Keep every line in which "services" occurs and drop the rest of the data.

__Dataset entries__:
- - -

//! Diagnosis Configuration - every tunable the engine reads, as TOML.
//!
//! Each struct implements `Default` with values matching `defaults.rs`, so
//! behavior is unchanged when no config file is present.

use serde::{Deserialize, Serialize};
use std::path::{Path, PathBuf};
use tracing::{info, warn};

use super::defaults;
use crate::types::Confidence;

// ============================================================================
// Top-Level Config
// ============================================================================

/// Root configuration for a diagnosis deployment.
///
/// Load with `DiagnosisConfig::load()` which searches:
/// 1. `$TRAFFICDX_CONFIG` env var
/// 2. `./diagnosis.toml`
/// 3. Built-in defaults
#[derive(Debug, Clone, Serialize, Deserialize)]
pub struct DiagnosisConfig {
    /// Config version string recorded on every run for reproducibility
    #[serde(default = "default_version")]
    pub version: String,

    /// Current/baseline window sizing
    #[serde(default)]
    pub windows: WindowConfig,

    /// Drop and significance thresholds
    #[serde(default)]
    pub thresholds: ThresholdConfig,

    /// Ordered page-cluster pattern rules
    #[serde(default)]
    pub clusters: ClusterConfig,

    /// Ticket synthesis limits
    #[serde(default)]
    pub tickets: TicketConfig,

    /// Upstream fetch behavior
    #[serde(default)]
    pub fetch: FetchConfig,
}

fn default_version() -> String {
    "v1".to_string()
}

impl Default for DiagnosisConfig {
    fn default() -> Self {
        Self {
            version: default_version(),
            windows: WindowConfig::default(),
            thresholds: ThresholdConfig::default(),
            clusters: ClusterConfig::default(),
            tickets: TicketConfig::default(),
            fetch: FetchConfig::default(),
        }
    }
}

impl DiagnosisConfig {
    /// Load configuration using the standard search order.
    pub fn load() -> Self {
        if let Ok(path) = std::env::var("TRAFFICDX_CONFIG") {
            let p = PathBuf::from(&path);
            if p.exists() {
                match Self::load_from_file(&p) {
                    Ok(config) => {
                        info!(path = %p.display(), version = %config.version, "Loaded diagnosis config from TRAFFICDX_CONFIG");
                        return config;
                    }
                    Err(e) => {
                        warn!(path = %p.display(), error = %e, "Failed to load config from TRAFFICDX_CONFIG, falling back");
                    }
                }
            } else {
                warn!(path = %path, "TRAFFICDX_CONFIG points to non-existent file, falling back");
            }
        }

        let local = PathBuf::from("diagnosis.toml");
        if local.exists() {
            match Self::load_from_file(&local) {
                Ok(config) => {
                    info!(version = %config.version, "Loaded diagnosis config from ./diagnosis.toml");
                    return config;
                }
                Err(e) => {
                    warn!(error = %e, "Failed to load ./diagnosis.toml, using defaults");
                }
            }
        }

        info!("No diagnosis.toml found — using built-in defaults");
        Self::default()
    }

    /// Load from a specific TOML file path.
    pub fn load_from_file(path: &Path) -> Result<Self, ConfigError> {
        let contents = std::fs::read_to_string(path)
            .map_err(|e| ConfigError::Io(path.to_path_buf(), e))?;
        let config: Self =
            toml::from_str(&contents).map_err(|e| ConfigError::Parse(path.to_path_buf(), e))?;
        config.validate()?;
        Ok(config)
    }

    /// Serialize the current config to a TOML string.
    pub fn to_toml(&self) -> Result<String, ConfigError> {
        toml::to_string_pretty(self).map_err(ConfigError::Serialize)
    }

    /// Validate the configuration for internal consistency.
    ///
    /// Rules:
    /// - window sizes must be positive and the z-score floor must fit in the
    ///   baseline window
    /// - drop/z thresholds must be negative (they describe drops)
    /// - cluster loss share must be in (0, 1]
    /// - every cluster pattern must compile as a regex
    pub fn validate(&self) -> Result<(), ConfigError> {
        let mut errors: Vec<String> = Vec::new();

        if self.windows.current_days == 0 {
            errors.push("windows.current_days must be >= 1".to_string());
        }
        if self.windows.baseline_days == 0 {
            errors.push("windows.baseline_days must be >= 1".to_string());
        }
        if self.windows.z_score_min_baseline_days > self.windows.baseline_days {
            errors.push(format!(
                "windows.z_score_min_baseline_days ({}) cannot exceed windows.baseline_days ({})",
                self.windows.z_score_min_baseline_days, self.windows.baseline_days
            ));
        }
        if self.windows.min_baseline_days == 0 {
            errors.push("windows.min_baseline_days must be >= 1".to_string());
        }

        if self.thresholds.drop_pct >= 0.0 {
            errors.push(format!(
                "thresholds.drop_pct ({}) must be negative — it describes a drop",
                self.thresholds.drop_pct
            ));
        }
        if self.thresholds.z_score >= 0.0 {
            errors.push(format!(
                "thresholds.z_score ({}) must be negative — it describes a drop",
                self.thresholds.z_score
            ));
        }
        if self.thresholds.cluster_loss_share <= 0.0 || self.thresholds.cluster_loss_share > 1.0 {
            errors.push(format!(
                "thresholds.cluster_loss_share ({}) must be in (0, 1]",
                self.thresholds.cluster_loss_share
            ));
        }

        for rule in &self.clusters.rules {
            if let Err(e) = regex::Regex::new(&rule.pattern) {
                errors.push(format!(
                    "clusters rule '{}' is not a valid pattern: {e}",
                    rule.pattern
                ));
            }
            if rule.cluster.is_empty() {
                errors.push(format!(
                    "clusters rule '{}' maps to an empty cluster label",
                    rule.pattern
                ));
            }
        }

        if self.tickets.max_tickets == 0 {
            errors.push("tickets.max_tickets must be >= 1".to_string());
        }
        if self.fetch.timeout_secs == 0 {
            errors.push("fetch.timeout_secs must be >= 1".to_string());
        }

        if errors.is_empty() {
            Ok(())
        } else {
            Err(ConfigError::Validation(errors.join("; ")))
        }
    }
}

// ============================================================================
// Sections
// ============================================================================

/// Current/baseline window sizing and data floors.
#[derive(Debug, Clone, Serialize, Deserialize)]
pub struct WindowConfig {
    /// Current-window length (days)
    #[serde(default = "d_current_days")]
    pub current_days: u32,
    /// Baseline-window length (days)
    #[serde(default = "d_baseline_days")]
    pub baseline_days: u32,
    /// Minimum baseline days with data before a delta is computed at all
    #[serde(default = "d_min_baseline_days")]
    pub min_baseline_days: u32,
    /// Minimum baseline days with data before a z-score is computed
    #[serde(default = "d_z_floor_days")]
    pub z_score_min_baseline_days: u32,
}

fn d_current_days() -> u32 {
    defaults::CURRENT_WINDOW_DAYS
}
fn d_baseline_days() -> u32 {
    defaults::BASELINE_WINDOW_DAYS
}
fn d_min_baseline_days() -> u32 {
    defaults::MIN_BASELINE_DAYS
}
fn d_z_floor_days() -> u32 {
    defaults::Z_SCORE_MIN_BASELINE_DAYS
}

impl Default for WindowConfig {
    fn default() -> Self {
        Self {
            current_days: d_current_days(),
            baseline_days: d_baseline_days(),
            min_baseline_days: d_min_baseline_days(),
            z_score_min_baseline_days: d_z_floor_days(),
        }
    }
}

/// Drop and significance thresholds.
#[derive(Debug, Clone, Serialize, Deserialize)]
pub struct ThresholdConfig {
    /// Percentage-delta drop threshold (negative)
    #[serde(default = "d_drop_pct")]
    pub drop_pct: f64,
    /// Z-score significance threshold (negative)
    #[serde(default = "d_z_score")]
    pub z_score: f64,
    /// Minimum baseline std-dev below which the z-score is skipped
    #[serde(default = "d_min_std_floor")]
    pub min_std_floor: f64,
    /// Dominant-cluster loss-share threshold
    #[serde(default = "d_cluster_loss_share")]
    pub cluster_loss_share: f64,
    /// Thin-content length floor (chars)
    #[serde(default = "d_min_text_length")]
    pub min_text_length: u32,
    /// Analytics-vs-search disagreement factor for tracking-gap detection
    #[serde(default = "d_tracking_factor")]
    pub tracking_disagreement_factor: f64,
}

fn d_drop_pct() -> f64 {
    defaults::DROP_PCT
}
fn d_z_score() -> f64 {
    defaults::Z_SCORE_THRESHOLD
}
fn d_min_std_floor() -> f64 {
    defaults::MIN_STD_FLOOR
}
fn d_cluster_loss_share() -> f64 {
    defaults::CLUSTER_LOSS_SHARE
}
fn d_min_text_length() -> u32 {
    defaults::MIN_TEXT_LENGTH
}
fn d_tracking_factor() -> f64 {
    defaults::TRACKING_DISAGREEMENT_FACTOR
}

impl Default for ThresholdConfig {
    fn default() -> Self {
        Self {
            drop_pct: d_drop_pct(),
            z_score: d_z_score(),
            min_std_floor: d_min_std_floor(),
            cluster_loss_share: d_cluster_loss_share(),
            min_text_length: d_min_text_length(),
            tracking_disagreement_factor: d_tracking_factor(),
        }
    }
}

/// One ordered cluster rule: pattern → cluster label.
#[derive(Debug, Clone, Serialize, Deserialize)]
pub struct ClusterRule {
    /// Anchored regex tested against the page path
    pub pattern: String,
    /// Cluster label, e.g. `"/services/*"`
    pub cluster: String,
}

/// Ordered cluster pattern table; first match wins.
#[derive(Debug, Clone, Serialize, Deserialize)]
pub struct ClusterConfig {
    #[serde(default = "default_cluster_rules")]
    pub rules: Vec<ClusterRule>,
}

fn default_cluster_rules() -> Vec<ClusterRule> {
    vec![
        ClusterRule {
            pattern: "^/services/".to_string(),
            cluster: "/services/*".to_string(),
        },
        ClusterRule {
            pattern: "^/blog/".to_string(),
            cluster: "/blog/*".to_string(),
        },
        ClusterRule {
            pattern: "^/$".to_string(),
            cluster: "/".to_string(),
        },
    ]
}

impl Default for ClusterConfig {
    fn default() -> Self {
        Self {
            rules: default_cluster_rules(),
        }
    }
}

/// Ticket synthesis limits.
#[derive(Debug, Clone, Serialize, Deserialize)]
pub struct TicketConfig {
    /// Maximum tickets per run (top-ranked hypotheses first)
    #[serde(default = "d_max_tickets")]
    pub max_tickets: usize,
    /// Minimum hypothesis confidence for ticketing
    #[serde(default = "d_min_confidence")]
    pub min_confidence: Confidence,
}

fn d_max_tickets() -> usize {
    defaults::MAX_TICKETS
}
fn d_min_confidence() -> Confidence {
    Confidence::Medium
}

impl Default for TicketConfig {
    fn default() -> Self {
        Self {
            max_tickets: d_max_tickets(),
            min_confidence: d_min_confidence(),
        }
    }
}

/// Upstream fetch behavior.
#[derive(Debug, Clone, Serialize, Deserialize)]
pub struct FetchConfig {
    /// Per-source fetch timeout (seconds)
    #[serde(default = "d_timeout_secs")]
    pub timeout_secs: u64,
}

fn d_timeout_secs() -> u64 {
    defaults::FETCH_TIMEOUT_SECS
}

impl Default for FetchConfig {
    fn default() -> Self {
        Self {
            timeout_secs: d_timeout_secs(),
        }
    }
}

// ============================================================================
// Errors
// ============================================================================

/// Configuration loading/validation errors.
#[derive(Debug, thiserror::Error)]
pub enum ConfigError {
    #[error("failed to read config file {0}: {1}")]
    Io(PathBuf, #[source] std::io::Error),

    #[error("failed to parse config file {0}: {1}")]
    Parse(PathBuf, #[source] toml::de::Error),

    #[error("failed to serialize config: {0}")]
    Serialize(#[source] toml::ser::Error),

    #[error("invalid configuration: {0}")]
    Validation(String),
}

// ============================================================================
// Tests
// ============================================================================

- - -

__Exercise solution__:
    /// Cluster label, e.g. `"/services/*"`
            pattern: "^/services/".to_string(),
            cluster: "/services/*".to_string(),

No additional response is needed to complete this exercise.